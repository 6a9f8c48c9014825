//! Averaged sampling of the iron temperature and supply voltage sense inputs.
use embedded_hal_async::delay::DelayNs;

use crate::calibration::ADC_MAX;

/// The number of conversions that are averaged per sample.
pub const AVERAGE_COUNT: u32 = 10;

/// Settle time before each conversion in µs.
pub const SETTLE_TIME_US: u32 = 100;

/// One pair of raw readings.
#[derive(Debug, Clone, Copy, Default, PartialEq, Eq)]
#[cfg_attr(feature = "defmt", derive(defmt::Format))]
pub struct SensorSample {
    /// The iron temperature sensor.
    pub iron: u16,
    /// The supply voltage sense input.
    pub supply: u16,
}

impl SensorSample {
    /// True, if the reading indicates that no iron is connected.
    pub fn is_disconnected(&self) -> bool {
        self.iron >= ADC_MAX
    }
}

/// Analog inputs of the board.
#[allow(async_fn_in_trait)]
pub trait AnalogInputs {
    /// Convert both channels once. Readings are in the 10 bit raw domain.
    async fn convert(&mut self) -> SensorSample;
}

/// The heater's PWM output.
pub trait HeaterOutput {
    /// Set the PWM duty cycle (0 to [`crate::heater::DUTY_MAX`]).
    fn set_duty(&mut self, duty: u16);
}

/// Takes averaged samples from the analog inputs.
pub struct SensorPipeline<A> {
    /// The analog inputs.
    inputs: A,
}

impl<A: AnalogInputs> SensorPipeline<A> {
    /// Create a new pipeline.
    pub fn new(inputs: A) -> Self {
        Self { inputs }
    }

    /// Take an averaged sample.
    ///
    /// With `sense_when_off`, the heater output is switched off during sampling and restored to
    /// `duty` afterwards.
    pub async fn sample(
        &mut self,
        heater: &mut impl HeaterOutput,
        delay: &mut impl DelayNs,
        duty: u16,
        sense_when_off: bool,
    ) -> SensorSample {
        if sense_when_off {
            heater.set_duty(0);
        }

        let mut iron_sum = 0u32;
        let mut supply_sum = 0u32;

        for _ in 0..AVERAGE_COUNT {
            delay.delay_us(SETTLE_TIME_US).await;

            let conversion = self.inputs.convert().await;
            iron_sum += conversion.iron as u32;
            supply_sum += conversion.supply as u32;
        }

        if sense_when_off {
            heater.set_duty(duty);
        }

        SensorSample {
            iron: (iron_sum / AVERAGE_COUNT) as u16,
            supply: (supply_sum / AVERAGE_COUNT) as u16,
        }
    }

    /// Access the analog inputs.
    pub fn inputs_mut(&mut self) -> &mut A {
        &mut self.inputs
    }
}

#[cfg(test)]
pub(crate) mod tests {
    use super::*;
    use crate::bus::tests::FakeDelay;
    use embassy_futures::block_on;
    use std::vec::Vec;

    /// Returns readings from a list, repeating the last one.
    pub struct FakeInputs {
        pub readings: Vec<SensorSample>,
        pub conversions: usize,
    }

    impl FakeInputs {
        pub fn constant(iron: u16, supply: u16) -> Self {
            Self {
                readings: std::vec![SensorSample { iron, supply }],
                conversions: 0,
            }
        }
    }

    impl AnalogInputs for FakeInputs {
        async fn convert(&mut self) -> SensorSample {
            let index = self.conversions.min(self.readings.len() - 1);
            self.conversions += 1;
            self.readings[index]
        }
    }

    /// Records every duty cycle that was written.
    #[derive(Default)]
    pub struct FakeHeater {
        pub history: Vec<u16>,
    }

    impl FakeHeater {
        pub fn duty(&self) -> u16 {
            self.history.last().copied().unwrap_or(0)
        }
    }

    impl HeaterOutput for FakeHeater {
        fn set_duty(&mut self, duty: u16) {
            self.history.push(duty);
        }
    }

    #[test]
    fn averages_and_truncates() {
        let mut pipeline = SensorPipeline::new(FakeInputs {
            readings: (0..10)
                .map(|i| SensorSample {
                    iron: 600 + i,
                    supply: 400,
                })
                .collect(),
            conversions: 0,
        });
        let mut heater = FakeHeater::default();
        let mut delay = FakeDelay::default();

        let sample = block_on(pipeline.sample(&mut heater, &mut delay, 0, false));

        // (600 + ... + 609) / 10 = 604.5
        assert_eq!(sample, SensorSample { iron: 604, supply: 400 });
        assert_eq!(pipeline.inputs_mut().conversions, 10);
        assert_eq!(delay.total_ns, 10 * 100_000);
        assert!(heater.history.is_empty());
    }

    #[test]
    fn heater_is_off_while_sensing() {
        let mut pipeline = SensorPipeline::new(FakeInputs::constant(700, 500));
        let mut heater = FakeHeater::default();
        let mut delay = FakeDelay::default();

        block_on(pipeline.sample(&mut heater, &mut delay, 250, true));

        assert_eq!(heater.history, [0, 250]);
    }

    #[test]
    fn full_scale_sums_do_not_overflow() {
        let mut pipeline = SensorPipeline::new(FakeInputs::constant(1023, 1023));
        let sample = block_on(pipeline.sample(
            &mut FakeHeater::default(),
            &mut FakeDelay::default(),
            0,
            true,
        ));

        assert!(sample.is_disconnected());
        assert_eq!(sample.supply, 1023);
    }
}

-.-.-

*What the task asks:* Word for word, every record must be given again.

*Finished exercise:*
repository 6a9f8c48c9014825
//! Averaged sampling of the iron temperature and supply voltage sense inputs.
use embedded_hal_async::delay::DelayNs;

use crate::calibration::ADC_MAX;

/// The number of conversions that are averaged per sample.
pub const AVERAGE_COUNT: u32 = 10;

/// Settle time before each conversion in µs.
pub const SETTLE_TIME_US: u32 = 100;

/// One pair of raw readings.
#[derive(Debug, Clone, Copy, Default, PartialEq, Eq)]
#[cfg_attr(feature = "defmt", derive(defmt::Format))]
pub struct SensorSample {
    /// The iron temperature sensor.
    pub iron: u16,
    /// The supply voltage sense input.
    pub supply: u16,
}

impl SensorSample {
    /// True, if the reading indicates that no iron is connected.
    pub fn is_disconnected(&self) -> bool {
        self.iron >= ADC_MAX
    }
}

/// Analog inputs of the board.
#[allow(async_fn_in_trait)]
pub trait AnalogInputs {
    /// Convert both channels once. Readings are in the 10 bit raw domain.
    async fn convert(&mut self) -> SensorSample;
}

/// The heater's PWM output.
pub trait HeaterOutput {
    /// Set the PWM duty cycle (0 to [`crate::heater::DUTY_MAX`]).
    fn set_duty(&mut self, duty: u16);
}

/// Takes averaged samples from the analog inputs.
pub struct SensorPipeline<A> {
    /// The analog inputs.
    inputs: A,
}

impl<A: AnalogInputs> SensorPipeline<A> {
    /// Create a new pipeline.
    pub fn new(inputs: A) -> Self {
        Self { inputs }
    }

    /// Take an averaged sample.
    ///
    /// With `sense_when_off`, the heater output is switched off during sampling and restored to
    /// `duty` afterwards.
    pub async fn sample(
        &mut self,
        heater: &mut impl HeaterOutput,
        delay: &mut impl DelayNs,
        duty: u16,
        sense_when_off: bool,
    ) -> SensorSample {
        if sense_when_off {
            heater.set_duty(0);
        }

        let mut iron_sum = 0u32;
        let mut supply_sum = 0u32;

        for _ in 0..AVERAGE_COUNT {
            delay.delay_us(SETTLE_TIME_US).await;

            let conversion = self.inputs.convert().await;
            iron_sum += conversion.iron as u32;
            supply_sum += conversion.supply as u32;
        }

        if sense_when_off {
            heater.set_duty(duty);
        }

        SensorSample {
            iron: (iron_sum / AVERAGE_COUNT) as u16,
            supply: (supply_sum / AVERAGE_COUNT) as u16,
        }
    }

    /// Access the analog inputs.
    pub fn inputs_mut(&mut self) -> &mut A {
        &mut self.inputs
    }
}

#[cfg(test)]
pub(crate) mod tests {
    use super::*;
    use crate::bus::tests::FakeDelay;
    use embassy_futures::block_on;
    use std::vec::Vec;

    /// Returns readings from a list, repeating the last one.
    pub struct FakeInputs {
        pub readings: Vec<SensorSample>,
        pub conversions: usize,
    }

    impl FakeInputs {
        pub fn constant(iron: u16, supply: u16) -> Self {
            Self {
                readings: std::vec![SensorSample { iron, supply }],
                conversions: 0,
            }
        }
    }

    impl AnalogInputs for FakeInputs {
        async fn convert(&mut self) -> SensorSample {
            let index = self.conversions.min(self.readings.len() - 1);
            self.conversions += 1;
            self.readings[index]
        }
    }

    /// Records every duty cycle that was written.
    #[derive(Default)]
    pub struct FakeHeater {
        pub history: Vec<u16>,
    }

    impl FakeHeater {
        pub fn duty(&self) -> u16 {
            self.history.last().copied().unwrap_or(0)
        }
    }

    impl HeaterOutput for FakeHeater {
        fn set_duty(&mut self, duty: u16) {
            self.history.push(duty);
        }
    }

    #[test]
    fn averages_and_truncates() {
        let mut pipeline = SensorPipeline::new(FakeInputs {
            readings: (0..10)
                .map(|i| SensorSample {
                    iron: 600 + i,
                    supply: 400,
                })
                .collect(),
            conversions: 0,
        });
        let mut heater = FakeHeater::default();
        let mut delay = FakeDelay::default();

        let sample = block_on(pipeline.sample(&mut heater, &mut delay, 0, false));

        // (600 + ... + 609) / 10 = 604.5
        assert_eq!(sample, SensorSample { iron: 604, supply: 400 });
        assert_eq!(pipeline.inputs_mut().conversions, 10);
        assert_eq!(delay.total_ns, 10 * 100_000);
        assert!(heater.history.is_empty());
    }

    #[test]
    fn heater_is_off_while_sensing() {
        let mut pipeline = SensorPipeline::new(FakeInputs::constant(700, 500));
        let mut heater = FakeHeater::default();
        let mut delay = FakeDelay::default();

        block_on(pipeline.sample(&mut heater, &mut delay, 250, true));

        assert_eq!(heater.history, [0, 250]);
    }

    #[test]
    fn full_scale_sums_do_not_overflow() {
        let mut pipeline = SensorPipeline::new(FakeInputs::constant(1023, 1023));
        let sample = block_on(pipeline.sample(
            &mut FakeHeater::default(),
            &mut FakeDelay::default(),
            0,
            true,
        ));

        assert!(sample.is_disconnected());
        assert_eq!(sample.supply, 1023);
    }
}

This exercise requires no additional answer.